The post-redistricting landscape appears difficult enough to prevent Democrats from winning back a majority in 2010. But in separate briefings with reporters on Monday, House Speaker John Boehner and top officials at the National Republican Congressional Committee said they believe the party can not only limit its losses, it can actually gain a handful of seats or more.

"There's one word that I've been preaching to our members and candidates, and that's offense," Boehner said at an event hosted by the Christian Science Monitor. "I want to use more of our resources on offense than I do playing defense. And while the political prognosticators are out there talking about how many seats we're going to lose ... that is not my goal. My goal is to gain seats."

NRCC Executive Director Guy Harrison pointed to 78 competitive House seats, including 31 in Democratic hands and two that feature a Democratic incumbent and a Republican incumbent fighting over a redistricted seat.

Republicans now openly pooh-pooh the notion that Democrats can net anywhere near the 25 seats they need to hand the gavel back to House Minority Leader Nancy Pelosi.

"A year ago, the conventional wisdom in Washington was that 25 was a realistic number," said Rep. Steve Scalise, R-La. "Most people recognize now that there's no shot this drive for 25."

Democrats point to positive poll numbers, including an NBC News/Wall Street Journal survey released last week that shows their side with a 47 percent to 42 percent lead on the generic congressional ballot.

But on a district-by-district level, Republicans have a point. Democrats should find their best pickup opportunities in seats the party lost in 2010, but they failed to recruit top-level candidates in nearly two dozen of those seats. Freshmen Republicans like Reps. Pat Meehan, Mike Kelly, and Lou Barletta of Pennsylvania; Rick Crawford and Tim Griffin of Arkansas; and Tom Reed and Richard Hanna of New York hold just some of the seats that Democrats lost to Republicans in 2010 and are barely contesting this year.

Other Democratic-held open seats in conservative territory are trending toward Republicans virtually uncontested. Districts in Oklahoma and Arkansas are all but gone already.

"Essentially what's happened here is you've shrunk the playing field," Harrison said.

Fewer competitive seats on the table means the NRCC can spend its money elsewhere. Harrison pointed to the Philadelphia media market as an example: "The fact that we don't have to play defense in a $600,000 media market helps when we go on offense elsewhere," he said.

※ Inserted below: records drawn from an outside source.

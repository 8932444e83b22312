//! Tag shape constraints.

use std::collections::{HashMap, HashSet};
use std::sync::Arc;

use async_trait::async_trait;

use crate::config::TagsConfig;
use crate::event::Event;
use crate::policy::{Filter, Meta, Verdict};

struct ProcessedRule {
    max_tags: Option<usize>,
    required_tags: HashSet<String>,
    max_tag_counts: HashMap<String, usize>,
}

pub struct TagsFilter {
    rules_by_kind: HashMap<u32, Arc<ProcessedRule>>,
}

impl TagsFilter {
    pub fn new(cfg: &TagsConfig) -> Self {
        let mut rules_by_kind = HashMap::new();
        for rule in &cfg.rules {
            let processed = Arc::new(ProcessedRule {
                max_tags: rule.max_tags,
                required_tags: rule.required_tags.iter().cloned().collect(),
                max_tag_counts: rule.max_tag_counts.clone(),
            });
            for kind in &rule.kinds {
                rules_by_kind.insert(*kind, processed.clone());
            }
        }
        Self { rules_by_kind }
    }
}

#[async_trait]
impl Filter for TagsFilter {
    fn name(&self) -> &'static str {
        "TagsFilter"
    }

    async fn matches(&self, event: &Event, _meta: &mut Meta) -> Verdict {
        let Some(rule) = self.rules_by_kind.get(&event.kind) else {
            return Verdict::accept("no_rules_for_kind");
        };

        if let Some(max) = rule.max_tags {
            if event.tags.len() > max {
                return Verdict::reject(format!(
                    "too_many_tags:got_{},max_{max}",
                    event.tags.len()
                ));
            }
        }

        if !rule.required_tags.is_empty() || !rule.max_tag_counts.is_empty() {
            let mut found: HashSet<&str> = HashSet::new();
            let mut counts: HashMap<&str, usize> = HashMap::new();

            for tag in &event.tags {
                let Some(name) = tag.name() else { continue };
                if rule.max_tag_counts.contains_key(name) {
                    *counts.entry(name).or_default() += 1;
                }
                if rule.required_tags.contains(name) {
                    found.insert(name);
                }
            }

            for required in &rule.required_tags {
                if !found.contains(required.as_str()) {
                    return Verdict::reject(format!("missing_required_tag:'{required}'"));
                }
            }

            for (name, limit) in &rule.max_tag_counts {
                let count = counts.get(name.as_str()).copied().unwrap_or(0);
                if count > *limit {
                    return Verdict::reject(format!(
                        "too_many_tags:'{name}',got_{count},max_{limit}"
                    ));
                }
            }
        }

        Verdict::accept("tags_ok")
    }
}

And several seats that should be safely in Democratic hands are suddenly competitive, thanks to scandals engulfing individual Democrats. Reps. John Tierney of Massachusetts and David Cicilline of Rhode Island are both fighting negative headlines and low popularity ratings, giving Republicans rare opportunities in what had been solidly blue New England.

"Race-by-race polling shows Republican incumbents with anemic numbers because voters have a deep sense of buyer’s remorse that this Republican Congress protected millionaires over Medicare and the middle class," said Jesse Ferguson, spokesman for the Democratic Congressional Campaign Committee.